_Saved data entries_
^^^^^^^^
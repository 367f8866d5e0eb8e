//! 执行帧：多路复用执行流中的一个单元
//!
//! 每帧带命名空间（嵌套执行路径，如 `["engineer:abc", "tools:1"]`）与通道：
//! - **Updates**：某节点一步完成后的状态更新
//! - **Messages**：Token 级增量，或一条完整消息（助手 / 工具 / 系统）

use serde::{Deserialize, Serialize};
use serde_json::Value;

use crate::model::ChatMessage;

/// 嵌套执行路径；空路径表示根图
#[derive(Debug, Clone, Default, PartialEq, Eq, Serialize, Deserialize)]
pub struct Namespace(pub Vec<String>);

impl Namespace {
    pub fn root() -> Self {
        Self(Vec::new())
    }

    /// 单段路径：`{node}:{task_id}`
    pub fn node(node: &str, task_id: &str) -> Self {
        Self(vec![format!("{}:{}", node, task_id)])
    }

    pub fn child(&self, segment: impl Into<String>) -> Self {
        let mut segs = self.0.clone();
        segs.push(segment.into());
        Self(segs)
    }

    pub fn is_root(&self) -> bool {
        self.0.is_empty()
    }

    /// 第一段中 `:` 之前的部分
    pub fn top_level(&self) -> Option<&str> {
        self.0
            .first()
            .map(|seg| seg.split(':').next().unwrap_or(seg.as_str()))
            .filter(|s| !s.is_empty())
    }

    pub fn segments(&self) -> &[String] {
        &self.0
    }
}

/// 节点状态更新
#[derive(Debug, Clone, PartialEq)]
pub struct StateUpdate {
    pub node: String,
    pub values: Value,
}

/// 流式工具调用片段（按 index 合并）
#[derive(Debug, Clone, Default, PartialEq)]
pub struct ToolCallChunk {
    pub index: usize,
    pub id: Option<String>,
    pub name: Option<String>,
    pub args: String,
}

/// Token 级增量
#[derive(Debug, Clone, PartialEq)]
pub struct MessageDelta {
    /// 所属消息 ID；同 ID 的增量拼成一条消息
    pub id: String,
    pub content: String,
    pub tool_call_chunks: Vec<ToolCallChunk>,
}

impl MessageDelta {
    pub fn text(id: impl Into<String>, content: impl Into<String>) -> Self {
        Self {
            id: id.into(),
            content: content.into(),
            tool_call_chunks: Vec::new(),
        }
    }

    pub fn tool_chunk(id: impl Into<String>, chunk: ToolCallChunk) -> Self {
        Self {
            id: id.into(),
            content: String::new(),
            tool_call_chunks: vec![chunk],
        }
    }
}

/// Messages 通道的负载
#[derive(Debug, Clone, PartialEq)]
pub enum MessageUnit {
    Delta(MessageDelta),
    /// 完整消息；没有 ID 时由重建器分配
    Complete {
        id: Option<String>,
        message: ChatMessage,
    },
}

#[derive(Debug, Clone, PartialEq)]
pub struct MessageFrame {
    /// 产生该消息的节点名
    pub node: String,
    pub unit: MessageUnit,
}

#[derive(Debug, Clone, PartialEq)]
pub enum Channel {
    Updates(StateUpdate),
    Messages(MessageFrame),
}

/// 一帧
#[derive(Debug, Clone, PartialEq)]
pub struct Frame {
    pub namespace: Namespace,
    pub channel: Channel,
}

impl Frame {
    pub fn update(namespace: Namespace, node: impl Into<String>, values: Value) -> Self {
        Self {
            namespace,
            channel: Channel::Updates(StateUpdate {
                node: node.into(),
                values,
            }),
        }
    }

    pub fn delta(namespace: Namespace, node: impl Into<String>, delta: MessageDelta) -> Self {
        Self {
            namespace,
            channel: Channel::Messages(MessageFrame {
                node: node.into(),
                unit: MessageUnit::Delta(delta),
            }),
        }
    }

    pub fn complete(
        namespace: Namespace,
        node: impl Into<String>,
        id: Option<String>,
        message: ChatMessage,
    ) -> Self {
        Self {
            namespace,
            channel: Channel::Messages(MessageFrame {
                node: node.into(),
                unit: MessageUnit::Complete { id, message },
            }),
        }
    }

    /// 帧所属的顶层节点：命名空间第一段 `:` 之前；根帧取通道里的节点名
    pub fn top_level_node(&self) -> Option<&str> {
        if let Some(top) = self.namespace.top_level() {
            return Some(top);
        }
        let node = match &self.channel {
            Channel::Updates(u) => u.node.as_str(),
            Channel::Messages(m) => m.node.as_str(),
        };
        (!node.is_empty()).then_some(node)
    }
}
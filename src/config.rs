//! 应用配置：从 config/default.toml 与环境变量加载
//!
//! 加载顺序：先读 TOML 文件，再用环境变量 `HIVE__*` 覆盖（双下划线表示嵌套，如 `HIVE__TEAM__MAX_ROLE_STEPS=40`）。

use std::path::PathBuf;
use std::time::Duration;

use serde::Deserialize;

/// 应用配置根（对应 config/default.toml 的顶层）
#[derive(Debug, Clone, Deserialize, Default)]
#[serde(default)]
pub struct AppConfig {
    pub app: AppSection,
    pub team: TeamSection,
    pub gateway: GatewaySection,
    pub web: WebSection,
}

/// [app] 段：目标框架、数据库路径
#[derive(Debug, Clone, Deserialize)]
pub struct AppSection {
    pub name: Option<String>,
    /// 默认目标框架（生成请求未指定时使用）
    #[serde(default = "default_framework")]
    pub framework: String,
    /// SQLite 数据库文件；未设置时用 ./data/hive.db
    pub db_path: Option<PathBuf>,
}

fn default_framework() -> String {
    "nextjs".to_string()
}

impl Default for AppSection {
    fn default() -> Self {
        Self {
            name: None,
            framework: default_framework(),
            db_path: None,
        }
    }
}

impl AppSection {
    pub fn db_path(&self) -> PathBuf {
        self.db_path
            .clone()
            .unwrap_or_else(|| PathBuf::from("data").join("hive.db"))
    }
}

/// [team] 段：历史窗口、角色步数上限、运行超时
#[derive(Debug, Clone, Deserialize)]
pub struct TeamSection {
    /// 每次运行载入的历史消息条数（触发的用户消息之前）
    #[serde(default = "default_history_limit")]
    pub history_limit: usize,
    /// 单次运行最多执行的角色回合数
    #[serde(default = "default_max_role_steps")]
    pub max_role_steps: usize,
    #[serde(default = "default_run_timeout_secs")]
    pub run_timeout_secs: u64,
    /// 执行器 → 重建器帧通道容量
    #[serde(default = "default_frame_buffer")]
    pub frame_buffer: usize,
}

fn default_history_limit() -> usize {
    100
}

fn default_max_role_steps() -> usize {
    25
}

fn default_run_timeout_secs() -> u64 {
    1800
}

fn default_frame_buffer() -> usize {
    64
}

impl Default for TeamSection {
    fn default() -> Self {
        Self {
            history_limit: default_history_limit(),
            max_role_steps: default_max_role_steps(),
            run_timeout_secs: default_run_timeout_secs(),
            frame_buffer: default_frame_buffer(),
        }
    }
}

impl TeamSection {
    pub fn run_timeout(&self) -> Duration {
        Duration::from_secs(self.run_timeout_secs)
    }
}

/// [gateway] 段：回放 / 轮询参数
#[derive(Debug, Clone, Deserialize)]
pub struct GatewaySection {
    #[serde(default = "default_poll_interval_ms")]
    pub poll_interval_ms: u64,
    /// 轮询总时长上限，超过后发出 timeout 错误并结束流
    #[serde(default = "default_max_wait_secs")]
    pub max_wait_secs: u64,
    /// 连续空轮询多少次后检查生产者是否存活
    #[serde(default = "default_idle_polls")]
    pub idle_polls_before_liveness_check: u32,
    #[serde(default = "default_replay_limit")]
    pub replay_limit: usize,
    #[serde(default = "default_poll_limit")]
    pub poll_limit: usize,
    /// stop 请求等待运行退出的时长
    #[serde(default = "default_stop_wait_secs")]
    pub stop_wait_secs: u64,
}

fn default_poll_interval_ms() -> u64 {
    500
}

fn default_max_wait_secs() -> u64 {
    300
}

fn default_idle_polls() -> u32 {
    20
}

fn default_replay_limit() -> usize {
    1000
}

fn default_poll_limit() -> usize {
    100
}

fn default_stop_wait_secs() -> u64 {
    90
}

impl Default for GatewaySection {
    fn default() -> Self {
        Self {
            poll_interval_ms: default_poll_interval_ms(),
            max_wait_secs: default_max_wait_secs(),
            idle_polls_before_liveness_check: default_idle_polls(),
            replay_limit: default_replay_limit(),
            poll_limit: default_poll_limit(),
            stop_wait_secs: default_stop_wait_secs(),
        }
    }
}

impl GatewaySection {
    pub fn poll_interval(&self) -> Duration {
        Duration::from_millis(self.poll_interval_ms)
    }

    pub fn max_wait(&self) -> Duration {
        Duration::from_secs(self.max_wait_secs)
    }

    pub fn stop_wait(&self) -> Duration {
        Duration::from_secs(self.stop_wait_secs)
    }
}

/// [web] 段：HTTP 监听端口
#[derive(Debug, Clone, Deserialize)]
pub struct WebSection {
    #[serde(default = "default_port")]
    pub port: u16,
}

fn default_port() -> u16 {
    8080
}

impl Default for WebSection {
    fn default() -> Self {
        Self { port: default_port() }
    }
}

/// 从 config 目录加载配置，环境变量 HIVE__* 可覆盖
///
/// 1. 按顺序查找 config/default.toml、../config/default.toml、default.toml，找到则作为第一源
/// 2. 若传入 config_path 且文件存在，则追加该文件（可覆盖前面的键）
/// 3. 最后叠加环境变量 HIVE__*（双下划线表示嵌套键）
pub fn load_config(config_path: Option<PathBuf>) -> Result<AppConfig, config::ConfigError> {
    let mut builder = config::Config::builder();

    let default_names = ["config/default", "../config/default", "default"];
    for name in default_names {
        let path = format!("{}.toml", name);
        if std::path::Path::new(&path).exists() {
            builder = builder.add_source(config::File::with_name(name).required(false));
            break;
        }
    }

    if let Some(ref path) = config_path {
        if path.exists() {
            builder = builder.add_source(config::File::from(path.clone()).required(false));
        }
    }

    builder = builder.add_source(
        config::Environment::with_prefix("HIVE")
            .separator("__")
            .try_parsing(true),
    );

    let c = builder.build()?;
    c.try_deserialize()
}

#[cfg(test)]
mod tests {
    use super::*;
    use std::io::Write;

    #[test]
    fn test_defaults() {
        let cfg = AppConfig::default();
        assert_eq!(cfg.app.framework, "nextjs");
        assert_eq!(cfg.team.history_limit, 100);
        assert_eq!(cfg.team.max_role_steps, 25);
        assert_eq!(cfg.gateway.poll_interval(), Duration::from_millis(500));
        assert_eq!(cfg.gateway.idle_polls_before_liveness_check, 20);
        assert_eq!(cfg.gateway.replay_limit, 1000);
    }

    #[test]
    fn test_file_overrides_and_partial_sections() {
        let dir = tempfile::tempdir().unwrap();
        let path = dir.path().join("custom.toml");
        let mut f = std::fs::File::create(&path).unwrap();
        writeln!(f, "[team]\nmax_role_steps = 7\n\n[gateway]\npoll_limit = 5").unwrap();

        let cfg = load_config(Some(path)).unwrap();
        assert_eq!(cfg.team.max_role_steps, 7);
        assert_eq!(cfg.team.history_limit, 100);
        assert_eq!(cfg.gateway.poll_limit, 5);
        assert_eq!(cfg.gateway.max_wait_secs, 300);
    }
}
^^^^^^^^
_WORK REQUEST_
Copy out every line of the data where the word "AppConfig" occurs.

_TASK RESPONSE_
pub struct AppConfig {
pub fn load_config(config_path: Option<PathBuf>) -> Result<AppConfig, config::ConfigError> {
        let cfg = AppConfig::default();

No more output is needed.